Our concern is for this horse and this horse only. If you want to find something suitable to ride, then either make him a pasture pet or sell him as one. This is NOT a riding horse and I would call it inhumane if I did see someone riding this poor animal. "


----------



## .Delete.

Seeing his yearling photos, I would almost bet this is a conformation deformity. Either way, this animal is NOT suited for riding.


----------



## FrostedLilly

Thanks delete. I was looking at the stance in the first picture but couldn't quite put my finger on what I was seeing, but I can definitely see that he looks like he's keeping weight off the one side. In the pictures where he's moving, again, I can't put my finger on it, but he does not look comfortable. In reading about the causes of ring bone and looking at that hip, it would seem like he's been in an accident or had some kind of repetitive strain. Could he possibly have a degenerative disease? 

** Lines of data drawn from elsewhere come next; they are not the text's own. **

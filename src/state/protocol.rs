//! WebSocket message protocol.
//!
//! One JSON object per frame. Every object carries a `msg` discriminator.

use serde::{Deserialize, Serialize};

use super::player::PlayerId;

/// Messages sent from the server to a client.
#[derive(Debug, Clone, PartialEq, Serialize)]
#[serde(tag = "msg", rename_all = "snake_case")]
pub enum ServerMessage {
    /// Unknown game id; the connection is closed afterwards.
    #[serde(rename = "err_gameid")]
    ErrGameId { gid: String },

    /// Game at capacity; the connection is closed afterwards.
    #[serde(rename = "err_gamefull")]
    ErrGameFull { gid: String, max: usize },

    /// Sent to a player right after joining.
    Init {
        player: PlayerId,
        game: serde_json::Value,
    },

    Join {
        player: PlayerId,
        players: Vec<PlayerScore>,
    },

    Leave { player: PlayerId },

    /// First card of a pair turned up.
    Flip {
        player: PlayerId,
        index: usize,
        pair_key: usize,
    },

    Match {
        player: PlayerId,
        indices: [usize; 2],
        pair_key: usize,
        score: u32,
    },

    /// Both cards are already face down again on the server; clients show
    /// them for `hide_after_ms` before hiding.
    Mismatch {
        player: PlayerId,
        cards: [RevealedCard; 2],
        hide_after_ms: u64,
    },

    Turn { player: PlayerId },

    GameOver { ranking: Vec<PlayerScore> },

    /// A flip that was refused; sent only to the player who tried it.
    Reject { index: usize, reason: String },
}

impl ServerMessage {
    pub fn to_text(&self) -> Result<String, serde_json::Error> {
        serde_json::to_string(self)
    }
}

/// A player's id and score.
#[derive(Debug, Clone, Copy, PartialEq, Eq, Serialize)]
pub struct PlayerScore {
    pub player: PlayerId,
    pub score: u32,
}

/// A face-up card in a mismatch.
#[derive(Debug, Clone, Copy, PartialEq, Eq, Serialize)]
pub struct RevealedCard {
    pub index: usize,
    pub pair_key: usize,
}

/// Messages sent from a client to the server.
#[derive(Debug, Clone, PartialEq, Eq, Deserialize)]
#[serde(tag = "msg", rename_all = "snake_case")]
pub enum ClientMessage {
    Flip { index: usize },
}

impl ClientMessage {
    pub fn parse(text: &str) -> Result<Self, serde_json::Error> {
        serde_json::from_str(text)
    }
}

#[cfg(test)]
mod tests {
    use super::*;
    use pretty_assertions::assert_eq;
    use serde_json::json;

    #[test]
    fn test_error_messages() {
        let msg = ServerMessage::ErrGameId {
            gid: "abc123".to_string(),
        };
        assert_eq!(
            serde_json::to_value(&msg).unwrap(),
            json!({"msg": "err_gameid", "gid": "abc123"})
        );

        let msg = ServerMessage::ErrGameFull {
            gid: "abc123".to_string(),
            max: 2,
        };
        assert_eq!(
            serde_json::to_value(&msg).unwrap(),
            json!({"msg": "err_gamefull", "gid": "abc123", "max": 2})
        );
    }

    #[test]
    fn test_game_events() {
        let msg = ServerMessage::Mismatch {
            player: 1,
            cards: [
                RevealedCard { index: 0, pair_key: 3 },
                RevealedCard { index: 5, pair_key: 1 },
            ],
            hide_after_ms: 1000,
        };
        assert_eq!(
            serde_json::to_value(&msg).unwrap(),
            json!({
                "msg": "mismatch",
                "player": 1,
                "cards": [{"index": 0, "pair_key": 3}, {"index": 5, "pair_key": 1}],
                "hide_after_ms": 1000
            })
        );

        let msg = ServerMessage::GameOver {
            ranking: vec![PlayerScore { player: 2, score: 3 }],
        };
        assert_eq!(
            serde_json::to_value(&msg).unwrap(),
            json!({"msg": "game_over", "ranking": [{"player": 2, "score": 3}]})
        );
    }

    #[test]
    fn test_parse_client_flip() {
        assert_eq!(
            ClientMessage::parse(r#"{"msg":"flip","index":4}"#).unwrap(),
            ClientMessage::Flip { index: 4 }
        );
        assert!(ClientMessage::parse(r#"{"msg":"dance"}"#).is_err());
        assert!(ClientMessage::parse("not json").is_err());
    }
}
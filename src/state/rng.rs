//! Seeded randomness for deck shuffling and game id generation.
//!
//! A single `GameRng` is created at process start and handed to the
//! [`GameManager`](super::manager::GameManager). Tests construct one from a
//! fixed seed to get reproducible decks and ids.

use rand::{Rng, SeedableRng};
use rand_chacha::ChaCha8Rng;

/// Characters used for game ids.
const ID_ALPHABET: &[u8] = b"abcdefghijklmnopqrstuvwxyzABCDEFGHIJKLMNOPQRSTUVWXYZ0123456789";

/// Length of a game id.
pub const GAME_ID_LEN: usize = 6;

/// Deterministic RNG wrapper.
#[derive(Clone, Debug)]
pub struct GameRng {
    inner: ChaCha8Rng,
    seed: u64,
}

impl GameRng {
    /// Create a new RNG with the given seed.
    #[must_use]
    pub fn new(seed: u64) -> Self {
        Self {
            inner: ChaCha8Rng::seed_from_u64(seed),
            seed,
        }
    }

    /// Create an RNG seeded from OS entropy.
    #[must_use]
    pub fn from_entropy() -> Self {
        Self::new(rand::random())
    }

    /// The seed this RNG was created with.
    pub fn seed(&self) -> u64 {
        self.seed
    }

    /// Generate a random float in the given range.
    pub fn gen_range_f32(&mut self, range: std::ops::Range<f32>) -> f32 {
        self.inner.gen_range(range)
    }

    /// Shuffle a slice in place (Fisher-Yates, every permutation equally likely).
    pub fn shuffle<T>(&mut self, slice: &mut [T]) {
        use rand::seq::SliceRandom;
        slice.shuffle(&mut self.inner);
    }

    /// Generate a random game id.
    pub fn game_id(&mut self) -> String {
        (0..GAME_ID_LEN)
            .map(|_| ID_ALPHABET[self.inner.gen_range(0..ID_ALPHABET.len())] as char)
            .collect()
    }
}
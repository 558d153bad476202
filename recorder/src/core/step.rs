//! Step values handed out by the tracker.
//!
//! A [`Step`] is either a real [`TrackedStep`] or the [`Step::Disabled`]
//! sentinel. The sentinel is recognized by its tag, never by field values, so a
//! tracked step that happens to carry zeroed fields is still ended normally.

use std::collections::BTreeMap;
use std::time::{Duration, Instant};

use chrono::{DateTime, Utc};

/// Identity and placement computed by the tracker before a step is created.
#[derive(Debug, Clone, PartialEq, Eq)]
pub struct StepMeta {
    /// Short name of the kind of work (e.g. a component's type name).
    pub step_type: String,
    pub name: String,
    pub description: String,
    /// Tracker-unique id, never `0`.
    pub id: u32,
    /// Id of the step open when this one began, or `0` at top level.
    pub parent_id: u32,
    /// Nesting depth at creation (`0` = top level).
    pub level: usize,
}

/// A step that is being tracked.
#[derive(Debug)]
pub struct TrackedStep {
    meta: StepMeta,
    begin_time: Instant,
    begun_at: DateTime<Utc>,
    end_time: Option<Instant>,
    tags: BTreeMap<String, String>,
}

impl TrackedStep {
    /// Create a step beginning now.
    pub fn new(meta: StepMeta) -> Self {
        Self::starting_at(meta, Instant::now(), Utc::now())
    }

    /// Create a step with an explicit begin time.
    pub fn starting_at(meta: StepMeta, begin_time: Instant, begun_at: DateTime<Utc>) -> Self {
        Self {
            meta,
            begin_time,
            begun_at,
            end_time: None,
            tags: BTreeMap::new(),
        }
    }

    pub fn meta(&self) -> &StepMeta {
        &self.meta
    }

    pub fn step_type(&self) -> &str {
        &self.meta.step_type
    }

    pub fn name(&self) -> &str {
        &self.meta.name
    }

    pub fn description(&self) -> &str {
        &self.meta.description
    }

    pub fn id(&self) -> u32 {
        self.meta.id
    }

    pub fn parent_id(&self) -> u32 {
        self.meta.parent_id
    }

    pub fn level(&self) -> usize {
        self.meta.level
    }

    pub fn begin_time(&self) -> Instant {
        self.begin_time
    }

    /// Wall-clock time the step began.
    pub fn begun_at(&self) -> DateTime<Utc> {
        self.begun_at
    }

    pub fn is_ended(&self) -> bool {
        self.end_time.is_some()
    }

    pub fn tags(&self) -> &BTreeMap<String, String> {
        &self.tags
    }

    /// Attach metadata. Later values replace earlier ones for the same key.
    pub fn add_tag(&mut self, key: impl Into<String>, value: impl Into<String>) {
        self.tags.insert(key.into(), value.into());
    }

    /// Mark the step complete. Only the first call records an end time.
    pub fn end(&mut self) {
        if self.end_time.is_none() {
            self.end_time = Some(Instant::now());
        }
    }

    /// Time since the step began, frozen once the step has ended.
    pub fn elapsed(&self) -> Duration {
        self.end_time
            .unwrap_or_else(Instant::now)
            .saturating_duration_since(self.begin_time)
    }
}

/// Value returned by [`StepTracker::begin_step`](crate::core::tracker::StepTracker::begin_step).
///
/// Always safe to hand back to `end_step`, whichever variant it is.
#[derive(Debug)]
pub enum Step {
    Tracked(TrackedStep),
    /// Returned while tracking is off or the depth cutoff applies. Every
    /// accessor reports a default value and every mutation is a no-op.
    Disabled,
}

impl Step {
    pub fn is_disabled(&self) -> bool {
        matches!(self, Step::Disabled)
    }

    pub fn as_tracked(&self) -> Option<&TrackedStep> {
        match self {
            Step::Tracked(step) => Some(step),
            Step::Disabled => None,
        }
    }

    pub fn step_type(&self) -> Option<&str> {
        self.as_tracked().map(TrackedStep::step_type)
    }

    pub fn name(&self) -> Option<&str> {
        self.as_tracked().map(TrackedStep::name)
    }

    pub fn description(&self) -> Option<&str> {
        self.as_tracked().map(TrackedStep::description)
    }

    pub fn id(&self) -> u32 {
        self.as_tracked().map_or(0, TrackedStep::id)
    }

    pub fn parent_id(&self) -> u32 {
        self.as_tracked().map_or(0, TrackedStep::parent_id)
    }

    pub fn level(&self) -> usize {
        self.as_tracked().map_or(0, TrackedStep::level)
    }

    pub fn begin_time(&self) -> Option<Instant> {
        self.as_tracked().map(TrackedStep::begin_time)
    }

    pub fn elapsed(&self) -> Duration {
        self.as_tracked().map_or(Duration::ZERO, TrackedStep::elapsed)
    }

    pub fn tag(&self, key: &str) -> Option<&str> {
        self.as_tracked()
            .and_then(|step| step.tags().get(key))
            .map(String::as_str)
    }

    pub fn add_tag(&mut self, key: impl Into<String>, value: impl Into<String>) {
        if let Step::Tracked(step) = self {
            step.add_tag(key, value);
        }
    }

    pub fn end(&mut self) {
        if let Step::Tracked(step) = self {
            step.end();
        }
    }
}

/// Unqualified name of `T` with generic arguments stripped, e.g. `Vec` for
/// `alloc::vec::Vec<u8>`.
pub fn simple_type_name<T: ?Sized>() -> &'static str {
    let full = std::any::type_name::<T>();
    let base = full.split('<').next().unwrap_or(full);
    base.rsplit("::").next().unwrap_or(base)
}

Britt, you need to have this horse assessed by a vet, for his sake. I'm still learning the finer details of confo, but I can see what the others have said. People on the internet can tell you what they see and what appears to be red flags, but only a vet can really say for certain what is going on. It sucks, because he's new, but it sounds like this guy has had a rough go and I think he's owed at least that.
_Posted via Mobile Device_


----------



## Yogiwick

As someone who has a horse with similar *conformation* and a goose rump, I would put money on this *not* being conformational. My horse has a generally similar rear end but everything is slight and even and smooth. He does have a peak ("hunter's bump" though not really) and then it does drop down more drastically than another horses rear end would. However as said everything is smooth and even and not nearly as severe and it is clearly conformational. This to me is clearly NOT conformational; for those asking for older pictures look at his yearling pictures! Is his rear end perfect? No. But it's _nowhere_ like it is now. His yearling pictures show a horse with a perfectly _normal _rear end.


----------



## 4hoofbeat

Can you get pictures of him standing with his back end square? his back legs lined up, not one in front of the other? or does he not do that?


----------



## .Delete.

Yogiwick said:


> As someone who has a horse with similar *conformation* and a goose rump, I would put money on this *not* being conformational. My horse has a generally similar rear end but everything is slight and even and smooth. He does have a peak ("hunter's bump" though not really) and then it does drop down more drastically than another horses rear end would. However as said everything is smooth and even and not nearly as severe and it is clearly conformational. This to me is clearly NOT conformational; for those asking for older pictures look at his yearling pictures! Is his rear end perfect? No. But it's _nowhere_ like it is now. His yearling pictures show a horse with a perfectly _normal _rear end.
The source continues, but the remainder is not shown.